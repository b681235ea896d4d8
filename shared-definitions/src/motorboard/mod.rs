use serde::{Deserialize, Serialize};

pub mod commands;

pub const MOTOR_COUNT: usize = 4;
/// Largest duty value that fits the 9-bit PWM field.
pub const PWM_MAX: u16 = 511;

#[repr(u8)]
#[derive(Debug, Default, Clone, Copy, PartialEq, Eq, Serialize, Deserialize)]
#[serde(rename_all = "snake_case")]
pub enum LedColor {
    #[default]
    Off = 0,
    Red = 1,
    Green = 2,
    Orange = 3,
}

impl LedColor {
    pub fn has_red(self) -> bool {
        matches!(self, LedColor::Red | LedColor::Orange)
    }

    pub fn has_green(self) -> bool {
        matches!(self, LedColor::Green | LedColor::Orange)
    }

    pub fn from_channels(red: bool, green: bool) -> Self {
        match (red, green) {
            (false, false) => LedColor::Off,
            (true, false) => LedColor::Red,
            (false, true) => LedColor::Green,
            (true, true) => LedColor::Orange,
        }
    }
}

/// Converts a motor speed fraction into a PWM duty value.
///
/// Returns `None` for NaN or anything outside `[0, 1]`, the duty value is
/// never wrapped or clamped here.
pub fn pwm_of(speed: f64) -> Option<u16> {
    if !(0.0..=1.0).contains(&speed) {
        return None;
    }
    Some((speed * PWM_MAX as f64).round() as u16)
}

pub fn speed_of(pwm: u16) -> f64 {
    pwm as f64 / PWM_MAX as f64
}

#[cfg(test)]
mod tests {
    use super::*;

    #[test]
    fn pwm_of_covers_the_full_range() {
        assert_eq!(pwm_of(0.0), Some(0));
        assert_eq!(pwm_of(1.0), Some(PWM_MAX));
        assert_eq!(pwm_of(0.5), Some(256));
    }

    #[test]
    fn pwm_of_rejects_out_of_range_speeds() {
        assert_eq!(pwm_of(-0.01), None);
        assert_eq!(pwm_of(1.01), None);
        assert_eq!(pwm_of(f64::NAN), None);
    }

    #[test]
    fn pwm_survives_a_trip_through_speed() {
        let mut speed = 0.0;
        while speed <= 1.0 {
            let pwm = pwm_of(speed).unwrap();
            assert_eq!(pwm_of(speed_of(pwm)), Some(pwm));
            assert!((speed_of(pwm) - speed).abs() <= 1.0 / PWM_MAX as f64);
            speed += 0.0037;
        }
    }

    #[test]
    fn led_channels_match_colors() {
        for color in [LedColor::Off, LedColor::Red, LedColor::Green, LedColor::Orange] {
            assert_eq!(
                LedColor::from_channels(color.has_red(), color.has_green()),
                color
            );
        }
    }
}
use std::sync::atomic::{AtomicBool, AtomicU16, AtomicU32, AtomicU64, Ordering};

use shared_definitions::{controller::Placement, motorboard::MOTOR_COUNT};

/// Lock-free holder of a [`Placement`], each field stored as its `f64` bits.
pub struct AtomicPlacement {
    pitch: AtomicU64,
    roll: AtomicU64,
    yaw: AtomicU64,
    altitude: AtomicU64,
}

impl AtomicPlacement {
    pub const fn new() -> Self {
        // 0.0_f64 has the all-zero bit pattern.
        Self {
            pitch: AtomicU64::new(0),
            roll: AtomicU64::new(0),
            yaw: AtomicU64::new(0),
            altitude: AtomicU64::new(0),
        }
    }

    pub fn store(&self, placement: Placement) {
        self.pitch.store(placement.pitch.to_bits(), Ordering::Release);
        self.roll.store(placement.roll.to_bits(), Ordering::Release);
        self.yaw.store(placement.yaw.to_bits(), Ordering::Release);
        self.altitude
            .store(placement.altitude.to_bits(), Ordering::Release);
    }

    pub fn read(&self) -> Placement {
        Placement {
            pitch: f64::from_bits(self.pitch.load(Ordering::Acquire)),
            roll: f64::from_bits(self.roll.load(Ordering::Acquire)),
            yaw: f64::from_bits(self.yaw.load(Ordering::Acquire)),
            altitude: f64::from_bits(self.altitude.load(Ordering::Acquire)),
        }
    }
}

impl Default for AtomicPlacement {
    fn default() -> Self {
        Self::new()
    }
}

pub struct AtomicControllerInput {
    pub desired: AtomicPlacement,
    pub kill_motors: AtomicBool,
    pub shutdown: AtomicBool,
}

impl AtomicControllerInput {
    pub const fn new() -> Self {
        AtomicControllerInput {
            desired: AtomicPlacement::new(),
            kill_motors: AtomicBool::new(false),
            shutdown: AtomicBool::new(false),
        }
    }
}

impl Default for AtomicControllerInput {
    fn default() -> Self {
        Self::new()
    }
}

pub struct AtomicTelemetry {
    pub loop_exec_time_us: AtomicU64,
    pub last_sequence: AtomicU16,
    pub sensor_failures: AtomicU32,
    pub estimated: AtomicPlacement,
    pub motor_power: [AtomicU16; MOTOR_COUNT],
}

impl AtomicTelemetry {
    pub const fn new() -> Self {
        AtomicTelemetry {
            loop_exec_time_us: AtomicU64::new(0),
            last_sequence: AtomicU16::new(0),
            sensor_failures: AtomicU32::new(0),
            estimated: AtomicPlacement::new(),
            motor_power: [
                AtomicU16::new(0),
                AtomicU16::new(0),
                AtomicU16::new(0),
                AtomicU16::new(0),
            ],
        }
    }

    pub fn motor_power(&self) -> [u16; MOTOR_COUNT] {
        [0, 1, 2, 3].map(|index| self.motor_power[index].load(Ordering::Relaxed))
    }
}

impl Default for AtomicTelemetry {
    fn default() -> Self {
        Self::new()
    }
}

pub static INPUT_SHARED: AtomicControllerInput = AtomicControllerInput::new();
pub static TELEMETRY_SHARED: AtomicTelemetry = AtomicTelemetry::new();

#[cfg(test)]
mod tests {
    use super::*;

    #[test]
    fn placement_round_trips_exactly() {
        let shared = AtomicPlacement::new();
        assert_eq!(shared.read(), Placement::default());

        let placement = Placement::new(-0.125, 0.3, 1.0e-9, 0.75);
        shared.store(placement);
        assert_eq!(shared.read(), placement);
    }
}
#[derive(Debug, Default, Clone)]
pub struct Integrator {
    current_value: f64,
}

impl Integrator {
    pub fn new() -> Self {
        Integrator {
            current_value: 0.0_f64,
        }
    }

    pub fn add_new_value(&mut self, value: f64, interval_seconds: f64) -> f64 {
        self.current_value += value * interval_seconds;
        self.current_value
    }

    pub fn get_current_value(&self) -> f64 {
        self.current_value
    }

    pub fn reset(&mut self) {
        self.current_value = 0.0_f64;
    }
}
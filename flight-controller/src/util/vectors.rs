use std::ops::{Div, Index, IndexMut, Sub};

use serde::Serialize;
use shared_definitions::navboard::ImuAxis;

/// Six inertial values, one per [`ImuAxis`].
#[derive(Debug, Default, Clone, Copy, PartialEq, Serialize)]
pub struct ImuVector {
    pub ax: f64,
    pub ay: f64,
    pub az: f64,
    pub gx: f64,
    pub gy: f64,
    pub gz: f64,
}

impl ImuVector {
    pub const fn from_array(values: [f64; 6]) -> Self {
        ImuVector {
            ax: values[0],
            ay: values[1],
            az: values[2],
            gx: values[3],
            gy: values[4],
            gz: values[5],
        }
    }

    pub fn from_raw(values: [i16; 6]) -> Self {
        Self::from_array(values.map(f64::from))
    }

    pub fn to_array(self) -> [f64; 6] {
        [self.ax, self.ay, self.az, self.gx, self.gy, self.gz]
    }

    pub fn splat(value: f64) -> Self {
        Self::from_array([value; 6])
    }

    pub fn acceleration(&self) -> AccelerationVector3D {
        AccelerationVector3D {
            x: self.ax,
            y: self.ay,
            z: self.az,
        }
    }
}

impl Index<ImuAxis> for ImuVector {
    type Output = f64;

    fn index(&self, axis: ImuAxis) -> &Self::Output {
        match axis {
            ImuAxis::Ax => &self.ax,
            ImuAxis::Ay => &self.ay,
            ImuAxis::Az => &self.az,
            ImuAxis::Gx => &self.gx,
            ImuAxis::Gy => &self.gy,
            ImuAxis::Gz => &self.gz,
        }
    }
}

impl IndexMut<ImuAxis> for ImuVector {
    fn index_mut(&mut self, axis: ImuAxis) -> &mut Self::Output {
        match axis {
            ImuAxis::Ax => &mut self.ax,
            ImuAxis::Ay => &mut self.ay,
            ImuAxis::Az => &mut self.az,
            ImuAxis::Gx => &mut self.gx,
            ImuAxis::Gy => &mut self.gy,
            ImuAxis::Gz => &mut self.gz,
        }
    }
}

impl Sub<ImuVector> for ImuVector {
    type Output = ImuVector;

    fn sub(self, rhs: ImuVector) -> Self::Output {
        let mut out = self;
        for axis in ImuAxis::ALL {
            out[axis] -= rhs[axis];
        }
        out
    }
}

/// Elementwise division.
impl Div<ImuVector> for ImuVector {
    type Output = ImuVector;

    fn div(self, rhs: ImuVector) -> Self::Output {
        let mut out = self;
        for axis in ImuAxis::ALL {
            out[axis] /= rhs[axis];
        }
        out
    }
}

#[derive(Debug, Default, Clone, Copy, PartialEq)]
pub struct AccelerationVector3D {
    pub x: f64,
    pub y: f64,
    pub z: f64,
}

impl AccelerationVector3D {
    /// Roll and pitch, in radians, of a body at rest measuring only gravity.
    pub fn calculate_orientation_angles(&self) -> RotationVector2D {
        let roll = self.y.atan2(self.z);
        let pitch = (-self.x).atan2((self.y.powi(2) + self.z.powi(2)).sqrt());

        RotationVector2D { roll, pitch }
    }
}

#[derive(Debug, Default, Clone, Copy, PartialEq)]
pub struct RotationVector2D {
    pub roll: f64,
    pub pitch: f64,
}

---

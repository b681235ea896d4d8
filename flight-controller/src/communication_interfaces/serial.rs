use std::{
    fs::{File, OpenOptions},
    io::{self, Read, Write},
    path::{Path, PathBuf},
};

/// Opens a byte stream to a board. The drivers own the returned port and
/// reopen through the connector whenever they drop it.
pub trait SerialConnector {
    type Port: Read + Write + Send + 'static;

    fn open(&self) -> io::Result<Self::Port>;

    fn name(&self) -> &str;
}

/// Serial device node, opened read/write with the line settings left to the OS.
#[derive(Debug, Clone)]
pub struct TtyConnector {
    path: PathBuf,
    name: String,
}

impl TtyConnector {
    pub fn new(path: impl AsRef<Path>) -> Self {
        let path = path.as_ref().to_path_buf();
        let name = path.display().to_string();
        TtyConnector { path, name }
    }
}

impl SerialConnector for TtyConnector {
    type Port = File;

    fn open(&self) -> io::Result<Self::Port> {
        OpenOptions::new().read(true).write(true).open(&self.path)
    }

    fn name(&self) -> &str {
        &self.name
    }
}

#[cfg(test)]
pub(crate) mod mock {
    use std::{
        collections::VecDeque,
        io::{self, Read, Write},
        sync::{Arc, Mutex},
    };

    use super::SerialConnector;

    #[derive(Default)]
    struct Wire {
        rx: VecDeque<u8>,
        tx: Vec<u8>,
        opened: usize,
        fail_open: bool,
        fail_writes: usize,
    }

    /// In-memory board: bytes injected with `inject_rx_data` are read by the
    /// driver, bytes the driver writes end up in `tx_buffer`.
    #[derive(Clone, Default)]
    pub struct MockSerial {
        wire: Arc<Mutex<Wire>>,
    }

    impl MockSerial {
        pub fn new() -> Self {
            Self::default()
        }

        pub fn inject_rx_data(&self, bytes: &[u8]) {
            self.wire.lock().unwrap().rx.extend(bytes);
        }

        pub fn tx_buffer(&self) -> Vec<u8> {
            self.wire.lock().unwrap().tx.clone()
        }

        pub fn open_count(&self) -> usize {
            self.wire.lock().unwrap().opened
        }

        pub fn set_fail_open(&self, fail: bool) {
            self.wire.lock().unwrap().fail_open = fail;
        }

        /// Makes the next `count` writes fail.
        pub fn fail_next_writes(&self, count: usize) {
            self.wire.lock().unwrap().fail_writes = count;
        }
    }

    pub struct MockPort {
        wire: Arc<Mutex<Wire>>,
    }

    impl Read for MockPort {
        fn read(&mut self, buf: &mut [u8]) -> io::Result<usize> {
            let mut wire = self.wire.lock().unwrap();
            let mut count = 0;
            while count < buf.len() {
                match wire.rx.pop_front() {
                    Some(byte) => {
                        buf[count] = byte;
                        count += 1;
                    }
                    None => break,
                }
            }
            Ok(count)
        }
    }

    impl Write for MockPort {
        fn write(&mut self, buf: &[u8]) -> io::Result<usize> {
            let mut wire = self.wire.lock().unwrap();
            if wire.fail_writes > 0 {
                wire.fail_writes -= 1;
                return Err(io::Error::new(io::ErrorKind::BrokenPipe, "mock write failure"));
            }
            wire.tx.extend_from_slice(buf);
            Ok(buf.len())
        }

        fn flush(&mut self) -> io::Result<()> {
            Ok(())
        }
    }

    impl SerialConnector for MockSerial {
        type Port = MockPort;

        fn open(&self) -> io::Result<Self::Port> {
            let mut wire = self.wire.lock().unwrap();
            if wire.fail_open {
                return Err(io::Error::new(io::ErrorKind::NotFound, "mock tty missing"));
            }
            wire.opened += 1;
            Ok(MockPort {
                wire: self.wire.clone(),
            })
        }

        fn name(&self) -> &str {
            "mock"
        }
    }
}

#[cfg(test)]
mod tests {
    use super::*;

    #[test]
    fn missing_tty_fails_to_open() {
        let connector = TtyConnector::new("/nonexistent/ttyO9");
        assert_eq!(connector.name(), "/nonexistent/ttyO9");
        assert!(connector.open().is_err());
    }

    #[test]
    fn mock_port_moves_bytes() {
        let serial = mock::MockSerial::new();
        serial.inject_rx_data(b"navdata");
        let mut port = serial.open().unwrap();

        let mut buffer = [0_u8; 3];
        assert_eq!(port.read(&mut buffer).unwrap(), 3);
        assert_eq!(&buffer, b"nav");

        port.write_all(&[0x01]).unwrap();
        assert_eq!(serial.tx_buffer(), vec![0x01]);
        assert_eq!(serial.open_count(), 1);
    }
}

**TASK TO COMPLETE**
Search the preceding listing for "AtomicPlacement", then copy every line that holds it.

**EXPECTED ANSWER**
pub struct AtomicPlacement {
impl AtomicPlacement {
impl Default for AtomicPlacement {
    pub desired: AtomicPlacement,
            desired: AtomicPlacement::new(),
    pub estimated: AtomicPlacement,
            estimated: AtomicPlacement::new(),
        let shared = AtomicPlacement::new();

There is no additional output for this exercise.